Continuing on with my last post, I want to look at another function which I consider particularly elegant, the psi combinator:

`const psi = (f) => (g) => (x, y) => g(f(x), f(y));`

In TypeScript:

```
const psi = <A, B>(f: (x: A) => B) =>
<C>(g: (x: B, y: B) => C) =>
(x: A, y: A): C =>
g(f(x), f(y));
```

This is also called `on`

in Haskell.

What it does is map a function over both arguments of a binary(two-argument) function. This is similar to the `B`

combinator but changed to work on binary functions.

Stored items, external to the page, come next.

use std::pin::Pin;
use std::task::{Context, Poll};

use bytes::Bytes;
use futures_core::Stream;

/// Reassembles raw byte chunks into complete SSE data lines.
///
/// Wraps an inner byte stream and yields complete `data: ` payloads
/// (with the `data: ` prefix stripped) one line at a time.
pub struct SseLineParser<S> {
    inner: Pin<Box<S>>,
    buffer: Vec<u8>,
}

impl<S> SseLineParser<S> {
    pub fn new(inner: S) -> Self {
        Self {
            inner: Box::pin(inner),
            buffer: Vec::new(),
        }
    }
}

impl<S, E> Stream for SseLineParser<S>
where
    S: Stream<Item = Result<Bytes, E>>,
{
    type Item = Result<String, E>;

    fn poll_next(self: Pin<&mut Self>, cx: &mut Context<'_>) -> Poll<Option<Self::Item>> {
        let this = self.get_mut();

        loop {
            if let Some(line) = take_next_data_line(&mut this.buffer) {
                return Poll::Ready(Some(Ok(line)));
            }

            match this.inner.as_mut().poll_next(cx) {
                // Bytes are decoded per line, so a character split across
                // chunks is rejoined before decoding.
                Poll::Ready(Some(Ok(bytes))) => this.buffer.extend_from_slice(&bytes),
                Poll::Ready(Some(Err(e))) => return Poll::Ready(Some(Err(e))),
                Poll::Ready(None) => {
                    // Stream ended without a trailing newline.
                    if !this.buffer.is_empty() {
                        this.buffer.push(b'\n');
                        if let Some(line) = take_next_data_line(&mut this.buffer) {
                            return Poll::Ready(Some(Ok(line)));
                        }
                    }
                    return Poll::Ready(None);
                }
                Poll::Pending => return Poll::Pending,
            }
        }
    }
}

/// Scans the buffer for the next complete `data:` line and consumes every
/// line up to and including it. Blank lines, comments (`:`) and other SSE
/// fields (`event:`, `id:`, `retry:`) are skipped.
fn take_next_data_line(buffer: &mut Vec<u8>) -> Option<String> {
    loop {
        let newline_pos = buffer.iter().position(|&b| b == b'\n')?;
        let raw: Vec<u8> = buffer.drain(..=newline_pos).collect();
        let decoded = String::from_utf8_lossy(&raw[..newline_pos]);
        let line = decoded.trim_end_matches('\r');

        if let Some(payload) = line.strip_prefix("data:") {
            return Some(payload.strip_prefix(' ').unwrap_or(payload).to_owned());
        }
    }
}
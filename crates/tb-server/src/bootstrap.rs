use std::collections::{HashMap, HashSet};
use std::path::PathBuf;
use std::sync::Arc;
use std::time::Duration;

use anyhow::ensure;
use tb_core::domain::{
    default_grade_redirect, ApiKey, Catalog, GenerationDefaults, GradeLevelId, GradeLevelProfile,
    GradeRestriction, ModelId, ModelProfile, SafetyFilter, TokenCost, FALLBACK_REDIRECT,
    MAX_TEMPERATURE,
};

use crate::config::AppConfig;
use crate::handler::AppState;
use crate::orchestrator::ChatPipeline;
use crate::prompts::FsPromptStore;
use crate::upstream::OpenRouterUpstream;

pub const API_KEY_ENV: &str = "OPENROUTER_API_KEY";

// ---------------------------------------------------------------------------
// UpstreamSettings: how to reach the hosted model API
// ---------------------------------------------------------------------------

#[derive(Clone, Debug)]
pub struct UpstreamSettings {
    pub base_url: String,
    pub api_key: Option<ApiKey>,
    pub site_url: String,
    pub app_title: String,
    pub connect_timeout: Duration,
    pub request_timeout: Duration,
    pub idle_timeout: Duration,
}

// ---------------------------------------------------------------------------
// RuntimeConfig: fully validated runtime configuration
// ---------------------------------------------------------------------------

pub struct RuntimeConfig {
    pub catalog: Catalog,
    pub safety: SafetyFilter,
    pub upstream: UpstreamSettings,
    pub prompts_dir: PathBuf,
    pub listen_addr: String,
    pub log_level: String,
    pub log_format: String,
}

// ---------------------------------------------------------------------------
// into_runtime: converts raw AppConfig into validated RuntimeConfig
// ---------------------------------------------------------------------------

pub fn into_runtime(config: AppConfig) -> Result<RuntimeConfig, anyhow::Error> {
    let env_key = std::env::var(API_KEY_ENV).ok();
    into_runtime_with_key(config, env_key)
}

/// Same as [`into_runtime`] with the environment fallback for the API key
/// passed in explicitly.
pub fn into_runtime_with_key(
    config: AppConfig,
    env_api_key: Option<String>,
) -> Result<RuntimeConfig, anyhow::Error> {
    ensure!(!config.models.is_empty(), "at least one model required");
    ensure!(
        !config.grade_levels.is_empty(),
        "at least one grade level required"
    );
    ensure!(
        !config.upstream.base_url.trim().is_empty(),
        "upstream base_url must not be empty"
    );
    for (name, value) in [
        ("connect_timeout_ms", config.upstream.connect_timeout_ms),
        ("request_timeout_ms", config.upstream.request_timeout_ms),
        ("idle_timeout_ms", config.upstream.idle_timeout_ms),
    ] {
        ensure!(value > 0, "upstream {name} must be positive");
    }
    ensure!(
        matches!(config.logging.format.as_str(), "json" | "pretty"),
        "unknown logging format: {}",
        config.logging.format
    );
    ensure!(
        (0.0..=MAX_TEMPERATURE).contains(&config.defaults.temperature),
        "default temperature must be within 0.0..={MAX_TEMPERATURE}"
    );
    ensure!(
        config.defaults.max_tokens > 0,
        "default max_tokens must be positive"
    );

    // Detect duplicate model IDs
    let mut seen_models = HashSet::with_capacity(config.models.len());
    for model in &config.models {
        ensure!(
            seen_models.insert(&model.id),
            "duplicate model id: {}",
            model.id
        );
    }

    // Detect duplicate grade level IDs
    let mut seen_grades = HashSet::with_capacity(config.grade_levels.len());
    for grade in &config.grade_levels {
        ensure!(
            seen_grades.insert(&grade.id),
            "duplicate grade level id: {}",
            grade.id
        );
        ensure!(
            !grade.prompt_file.trim().is_empty(),
            "grade level {} has no prompt_file",
            grade.id
        );
    }

    if let Some(default_model) = &config.defaults.model {
        ensure!(
            seen_models.contains(default_model),
            "default model {default_model} is not in the model catalog"
        );
    }

    // Convert models → ModelProfile
    let models: Vec<ModelProfile> = config
        .models
        .iter()
        .map(|m| ModelProfile {
            id: ModelId::new(&m.id),
            display_name: m.name.clone(),
            provider: m.provider.clone(),
            supports_reasoning: m.supports_reasoning,
            cost_per_million_tokens: TokenCost {
                input: m.cost_input_per_million,
                output: m.cost_output_per_million,
            },
        })
        .collect();

    // Convert grade levels → GradeLevelProfile + per-grade restrictions
    let mut restrictions = HashMap::with_capacity(config.grade_levels.len());
    let grade_levels: Vec<GradeLevelProfile> = config
        .grade_levels
        .into_iter()
        .map(|g| {
            let id = GradeLevelId::new(g.id);
            let redirect = g
                .redirect
                .or_else(|| default_grade_redirect(id.as_str()).map(str::to_owned))
                .unwrap_or_else(|| FALLBACK_REDIRECT.to_owned());
            restrictions.insert(id.clone(), GradeRestriction::new(g.blocked_terms, redirect));
            GradeLevelProfile {
                id,
                display_name: g.name,
                range: g.range,
                prompt_resource_key: g.prompt_file,
            }
        })
        .collect();

    let defaults = GenerationDefaults {
        model: config.defaults.model.map(ModelId::new),
        temperature: config.defaults.temperature,
        max_tokens: config.defaults.max_tokens,
        enable_reasoning: config.defaults.enable_reasoning,
    };

    let api_key = config
        .upstream
        .api_key
        .or(env_api_key)
        .filter(|k| !k.is_empty())
        .map(ApiKey::new);

    let upstream = UpstreamSettings {
        base_url: config.upstream.base_url.trim_end_matches('/').to_owned(),
        api_key,
        site_url: config.upstream.site_url,
        app_title: config.upstream.app_title,
        connect_timeout: Duration::from_millis(config.upstream.connect_timeout_ms),
        request_timeout: Duration::from_millis(config.upstream.request_timeout_ms),
        idle_timeout: Duration::from_millis(config.upstream.idle_timeout_ms),
    };

    Ok(RuntimeConfig {
        catalog: Catalog::new(models, grade_levels, defaults),
        safety: SafetyFilter::new(restrictions),
        upstream,
        prompts_dir: config.prompts.dir,
        listen_addr: config.server.listen,
        log_level: config.logging.level,
        log_format: config.logging.format,
    })
}

// ---------------------------------------------------------------------------
// build_app_state: wires the runtime config into shared handler state
// ---------------------------------------------------------------------------

pub fn build_app_state(runtime: RuntimeConfig) -> Result<Arc<AppState>, anyhow::Error> {
    let idle_timeout = runtime.upstream.idle_timeout;
    let upstream = OpenRouterUpstream::new(runtime.upstream)?;
    let prompts = FsPromptStore::new(runtime.prompts_dir);

    let pipeline = ChatPipeline::new(
        Arc::new(runtime.safety),
        Arc::new(prompts),
        Arc::new(upstream),
        idle_timeout,
    );

    Ok(Arc::new(AppState {
        pipeline,
        catalog: runtime.catalog,
    }))
}

// ---------------------------------------------------------------------------
// Tests
// ---------------------------------------------------------------------------

#[cfg(test)]
mod tests {
    use super::*;
    use crate::config::{GradeLevelConfig, ModelConfig};

    fn make_config() -> AppConfig {
        AppConfig::default()
    }

    fn grade(id: &str) -> GradeLevelConfig {
        GradeLevelConfig {
            id: id.to_owned(),
            name: id.to_owned(),
            range: "1st - 5th Grade".to_owned(),
            prompt_file: format!("{id}.md"),
            blocked_terms: Vec::new(),
            redirect: None,
        }
    }

    fn model(id: &str) -> ModelConfig {
        ModelConfig {
            id: id.to_owned(),
            name: id.to_owned(),
            provider: "Test".to_owned(),
            supports_reasoning: false,
            cost_input_per_million: 0.0,
            cost_output_per_million: 0.0,
        }
    }

    fn expect_err(config: AppConfig, needle: &str) {
        match into_runtime_with_key(config, None) {
            Err(e) => assert!(
                e.to_string().contains(needle),
                "expected {needle:?} in {e}"
            ),
            Ok(_) => panic!("expected error containing {needle:?}"),
        }
    }

    #[test]
    fn test_valid_config_conversion() {
        let runtime = into_runtime_with_key(make_config(), None).expect("default config is valid");

        assert_eq!(runtime.catalog.models().len(), 6);
        assert_eq!(runtime.catalog.grade_levels().len(), 3);
        assert_eq!(runtime.listen_addr, "0.0.0.0:3000");
        assert_eq!(runtime.upstream.base_url, "https://openrouter.ai/api/v1");
        assert_eq!(runtime.upstream.idle_timeout, Duration::from_secs(120));
        assert!(runtime.upstream.api_key.is_none());
        assert_eq!(runtime.prompts_dir, PathBuf::from("prompts"));

        let elementary = GradeLevelId::new("elementary");
        let restriction = runtime.safety.restriction(&elementary).unwrap();
        assert!(restriction.blocked_terms.is_empty());
        assert_eq!(
            restriction.redirect,
            "Let's focus on your schoolwork! What subject would you like help with?"
        );
    }

    #[test]
    fn test_api_key_precedence() {
        let runtime =
            into_runtime_with_key(make_config(), Some("sk-env".to_owned())).unwrap();
        assert_eq!(runtime.upstream.api_key, Some(ApiKey::new("sk-env")));

        let mut config = make_config();
        config.upstream.api_key = Some("sk-file".to_owned());
        let runtime = into_runtime_with_key(config, Some("sk-env".to_owned())).unwrap();
        assert_eq!(runtime.upstream.api_key, Some(ApiKey::new("sk-file")));

        let mut config = make_config();
        config.upstream.api_key = Some(String::new());
        let runtime = into_runtime_with_key(config, None).unwrap();
        assert!(runtime.upstream.api_key.is_none());
    }

    #[test]
    fn test_base_url_trailing_slash_trimmed() {
        let mut config = make_config();
        config.upstream.base_url = "http://127.0.0.1:9000/v1/".to_owned();
        let runtime = into_runtime_with_key(config, None).unwrap();
        assert_eq!(runtime.upstream.base_url, "http://127.0.0.1:9000/v1");
    }

    #[test]
    fn test_blocked_terms_wired_into_filter() {
        let mut config = make_config();
        config.grade_levels = vec![GradeLevelConfig {
            blocked_terms: vec!["Horror".to_owned()],
            redirect: Some("Back to class!".to_owned()),
            ..grade("elementary")
        }];

        let runtime = into_runtime_with_key(config, None).unwrap();
        let verdict = runtime
            .safety
            .evaluate("a horror story", &GradeLevelId::new("elementary"));
        assert!(!verdict.safe);
        assert_eq!(verdict.redirect_message.as_deref(), Some("Back to class!"));
    }

    #[test]
    fn test_custom_grade_level_gets_fallback_redirect() {
        let mut config = make_config();
        config.grade_levels.push(GradeLevelConfig {
            blocked_terms: vec!["exam answers".to_owned()],
            ..grade("college")
        });

        let runtime = into_runtime_with_key(config, None).unwrap();
        let restriction = runtime
            .safety
            .restriction(&GradeLevelId::new("college"))
            .unwrap();
        assert_eq!(restriction.redirect, FALLBACK_REDIRECT);
    }

    #[test]
    fn test_empty_catalogs_rejected() {
        let mut config = make_config();
        config.models.clear();
        expect_err(config, "at least one model required");

        let mut config = make_config();
        config.grade_levels.clear();
        expect_err(config, "at least one grade level required");
    }

    #[test]
    fn test_duplicate_ids_rejected() {
        let mut config = make_config();
        config.models.push(model("openai/gpt-4o"));
        expect_err(config, "duplicate model id");

        let mut config = make_config();
        config.grade_levels.push(grade("middle"));
        expect_err(config, "duplicate grade level id");
    }

    #[test]
    fn test_unknown_default_model_rejected() {
        let mut config = make_config();
        config.defaults.model = Some("nobody/unknown".to_owned());
        expect_err(config, "not in the model catalog");
    }

    #[test]
    fn test_invalid_defaults_rejected() {
        let mut config = make_config();
        config.defaults.temperature = 3.0;
        expect_err(config, "default temperature");

        let mut config = make_config();
        config.defaults.max_tokens = 0;
        expect_err(config, "default max_tokens");

        let mut config = make_config();
        config.logging.format = "xml".to_owned();
        expect_err(config, "unknown logging format");

        let mut config = make_config();
        config.grade_levels[0].prompt_file = " ".to_owned();
        expect_err(config, "has no prompt_file");
    }

    #[test]
    fn test_zero_timeouts_rejected() {
        let mut config = make_config();
        config.upstream.connect_timeout_ms = 0;
        expect_err(config, "upstream connect_timeout_ms must be positive");

        let mut config = make_config();
        config.upstream.request_timeout_ms = 0;
        expect_err(config, "upstream request_timeout_ms must be positive");

        let mut config = make_config();
        config.upstream.idle_timeout_ms = 0;
        expect_err(config, "upstream idle_timeout_ms must be positive");
    }
}
use std::future::Future;
use std::pin::Pin;

use futures_core::Stream;

use crate::domain::{ChatError, GradeLevelProfile, UpstreamError, UpstreamRequest};

/// Incremental text fragments from the upstream model, in arrival order.
/// Dropping the stream releases the underlying connection.
pub type DeltaStream = Pin<Box<dyn Stream<Item = Result<String, UpstreamError>> + Send>>;

// ---------------------------------------------------------------------------
// PromptStore: resolves a grade level to its instruction document
// ---------------------------------------------------------------------------

pub trait PromptStore: Send + Sync {
    /// Fails with [`ChatError::ResourceNotFound`] when the document is absent.
    fn load<'a>(
        &'a self,
        grade_level: &'a GradeLevelProfile,
    ) -> Pin<Box<dyn Future<Output = Result<String, ChatError>> + Send + 'a>>;
}

// ---------------------------------------------------------------------------
// UpstreamModel: hosted language model (object-safe async via Pin<Box>)
// ---------------------------------------------------------------------------

pub trait UpstreamModel: Send + Sync {
    fn open_stream<'a>(
        &'a self,
        request: &'a UpstreamRequest,
    ) -> Pin<Box<dyn Future<Output = Result<DeltaStream, UpstreamError>> + Send + 'a>>;
}
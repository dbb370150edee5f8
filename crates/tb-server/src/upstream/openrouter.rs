use std::future::Future;
use std::pin::Pin;

use futures_util::StreamExt;
use tb_core::domain::{
    ContentPart, DeltaStream, Message, MessageContent, UpstreamError, UpstreamModel,
    UpstreamRequest,
};

use crate::bootstrap::UpstreamSettings;
use crate::upstream::streaming::SseLineParser;

pub const CHAT_COMPLETIONS_PATH: &str = "/chat/completions";

/// OpenAI-compatible chat completions endpoint (OpenRouter by default).
pub struct OpenRouterUpstream {
    client: reqwest::Client,
    settings: UpstreamSettings,
}

impl OpenRouterUpstream {
    pub fn new(settings: UpstreamSettings) -> Result<Self, reqwest::Error> {
        let client = reqwest::Client::builder()
            .connect_timeout(settings.connect_timeout)
            .build()?;
        Ok(Self { client, settings })
    }

    fn extra_headers(&self) -> Vec<(&'static str, String)> {
        vec![
            ("Content-Type", "application/json".to_owned()),
            ("HTTP-Referer", self.settings.site_url.clone()),
            ("X-Title", self.settings.app_title.clone()),
        ]
    }
}

impl UpstreamModel for OpenRouterUpstream {
    fn open_stream<'a>(
        &'a self,
        request: &'a UpstreamRequest,
    ) -> Pin<Box<dyn Future<Output = Result<DeltaStream, UpstreamError>> + Send + 'a>> {
        Box::pin(async move {
            let body = build_request_body(request)?;
            let url = format!("{}{CHAT_COMPLETIONS_PATH}", self.settings.base_url);

            let mut req_builder = self.client.post(&url).body(body);
            for (k, v) in self.extra_headers() {
                req_builder = req_builder.header(k, v);
            }
            if let Some(key) = &self.settings.api_key {
                req_builder = req_builder.bearer_auth(key.as_str());
            }

            let timeout = self.settings.request_timeout;
            let resp = tokio::time::timeout(timeout, req_builder.send())
                .await
                .map_err(|_| UpstreamError::Timeout {
                    timeout_ms: timeout.as_millis() as u64,
                })?
                .map_err(|e| UpstreamError::Connection(e.to_string()))?;

            if !resp.status().is_success() {
                let status = resp.status().as_u16();
                let body = resp.text().await.unwrap_or_default();
                return Err(UpstreamError::HttpStatus { status, body });
            }

            let lines = SseLineParser::new(resp.bytes_stream());
            Ok(delta_stream(lines))
        })
    }
}

/// Turns parsed SSE lines into text deltas. Ends at `[DONE]`, at the end of
/// the body, or after yielding the first error.
fn delta_stream<S>(lines: S) -> DeltaStream
where
    S: futures_core::Stream<Item = Result<String, reqwest::Error>> + Send + Unpin + 'static,
{
    Box::pin(async_stream::stream! {
        let mut lines = lines;
        while let Some(line_result) = lines.next().await {
            let line = match line_result {
                Ok(l) => l,
                Err(e) => {
                    yield Err(UpstreamError::Connection(e.to_string()));
                    break;
                }
            };

            match parse_stream_line(&line) {
                Ok(StreamLine::Delta(text)) => {
                    yield Ok(text);
                }
                Ok(StreamLine::Skip) => continue,
                Ok(StreamLine::Done) => break,
                Err(e) => {
                    yield Err(e);
                    break;
                }
            }
        }
    })
}

// ---------------------------------------------------------------------------
// Request body
// ---------------------------------------------------------------------------

pub fn build_request_body(req: &UpstreamRequest) -> Result<Vec<u8>, UpstreamError> {
    let messages: Vec<serde_json::Value> = req
        .messages
        .iter()
        .map(|m: &Message| {
            serde_json::json!({
                "role": m.role.as_str(),
                "content": content_to_json(&m.content),
            })
        })
        .collect();

    let mut body = serde_json::json!({
        "model": req.model.as_str(),
        "messages": messages,
        "temperature": req.temperature,
        "max_tokens": req.max_tokens,
        "stream": req.stream,
    });

    if let (Some(reasoning), Some(obj)) = (req.reasoning, body.as_object_mut()) {
        obj.insert(
            "reasoning".into(),
            serde_json::json!({
                "effort": reasoning.effort,
                "exclude": !reasoning.include_trace,
            }),
        );
        obj.insert(
            "include_reasoning".into(),
            serde_json::Value::Bool(reasoning.include_trace),
        );
    }

    serde_json::to_vec(&body).map_err(|e| UpstreamError::Encode(e.to_string()))
}

fn content_to_json(content: &MessageContent) -> serde_json::Value {
    match content {
        MessageContent::Text(t) => serde_json::Value::String(t.clone()),
        MessageContent::Parts(parts) => {
            let arr: Vec<serde_json::Value> = parts
                .iter()
                .map(|p| match p {
                    ContentPart::Text { text } => serde_json::json!({"type": "text", "text": text}),
                    ContentPart::ImageUrl { image_url } => serde_json::json!({
                        "type": "image_url",
                        "image_url": {"url": image_url.url},
                    }),
                    ContentPart::File { file } => serde_json::json!({
                        "type": "file",
                        "file": {"filename": file.filename, "file_data": file.file_data},
                    }),
                })
                .collect();
            serde_json::Value::Array(arr)
        }
    }
}

// ---------------------------------------------------------------------------
// Stream line parsing
// ---------------------------------------------------------------------------

#[derive(Debug, PartialEq, Eq)]
pub enum StreamLine {
    Delta(String),
    Skip,
    Done,
}

pub fn parse_stream_line(line: &str) -> Result<StreamLine, UpstreamError> {
    let trimmed = line.trim();
    if trimmed.is_empty() {
        return Ok(StreamLine::Skip);
    }
    if trimmed == "[DONE]" {
        return Ok(StreamLine::Done);
    }

    let chunk: StreamChunkWire =
        serde_json::from_str(trimmed).map_err(|e| UpstreamError::Decode(e.to_string()))?;

    if let Some(err) = chunk.error {
        return Err(UpstreamError::Provider(err.message));
    }

    let content = chunk
        .choices
        .into_iter()
        .next()
        .and_then(|c| c.delta.content)
        .unwrap_or_default();

    if content.is_empty() {
        Ok(StreamLine::Skip)
    } else {
        Ok(StreamLine::Delta(content))
    }
}

// ---------------------------------------------------------------------------
// Stream wire types (Deserialize only)
// ---------------------------------------------------------------------------

#[derive(serde::Deserialize)]
struct StreamChunkWire {
    #[serde(default)]
    choices: Vec<StreamChoiceWire>,
    error: Option<ProviderErrorWire>,
}

#[derive(serde::Deserialize)]
struct StreamChoiceWire {
    #[serde(default)]
    delta: DeltaWire,
}

#[derive(serde::Deserialize, Default)]
struct DeltaWire {
    content: Option<String>,
}

#[derive(serde::Deserialize)]
struct ProviderErrorWire {
    message: String,
}
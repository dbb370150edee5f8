use crate::domain::GradeLevelId;

// ---------------------------------------------------------------------------
// Sub-error types
// ---------------------------------------------------------------------------

#[derive(Debug, thiserror::Error)]
pub enum UpstreamError {
    #[error("upstream returned HTTP {status}: {body}")]
    HttpStatus { status: u16, body: String },
    #[error("upstream connection failed: {0}")]
    Connection(String),
    #[error("upstream timed out after {timeout_ms}ms")]
    Timeout { timeout_ms: u64 },
    #[error("failed to decode upstream chunk: {0}")]
    Decode(String),
    #[error("upstream provider error: {0}")]
    Provider(String),
    #[error("failed to encode upstream request: {0}")]
    Encode(String),
}

// ---------------------------------------------------------------------------
// Top-level error: anything that aborts a chat request before streaming
// ---------------------------------------------------------------------------

#[derive(Debug, thiserror::Error)]
pub enum ChatError {
    #[error("invalid chat request: {0}")]
    Validation(String),
    #[error("prompt resource {key} for grade level {grade_level} not found")]
    ResourceNotFound {
        grade_level: GradeLevelId,
        key: String,
    },
    #[error(transparent)]
    Upstream(#[from] UpstreamError),
}

impl ChatError {
    /// Short machine-readable label used in server-side logs.
    pub fn kind(&self) -> &'static str {
        match self {
            ChatError::Validation(_) => "validation_error",
            ChatError::ResourceNotFound { .. } => "resource_not_found",
            ChatError::Upstream(_) => "upstream_error",
        }
    }
}

// ---------------------------------------------------------------------------
// Tests
// ---------------------------------------------------------------------------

The quintessential usage is when sorting records:

```
// given a compare function
const localeCompare = (item1: string, item2: string): number =>
item1.localeCompare(item2);
// and some accessor function that drills into a data structure
const getName = (person) => person.name;
// compose that accessor with the compare function to drill both sides
const compareNames = psi(getName)(localeCompare);
// which can be passed to a sort method for an array of that structure
people.sort(compareNames)
```

Interestingly, this is equivalent to doing a map and then sort, but using psi is theoretically more memory efficient:

```
// generates an extra array
people.map(getName).sort(localeCompare)
```

Look out for other opportunities to use `psi`

and I'm sure you'll find them. Particularly if you're doing data aggregation or processing.

Pedantic Disclaimer: Psi is usually defined with the binary function as the first argument but I preferred the similarity to `B`

combinator when taking the mapping function as the first.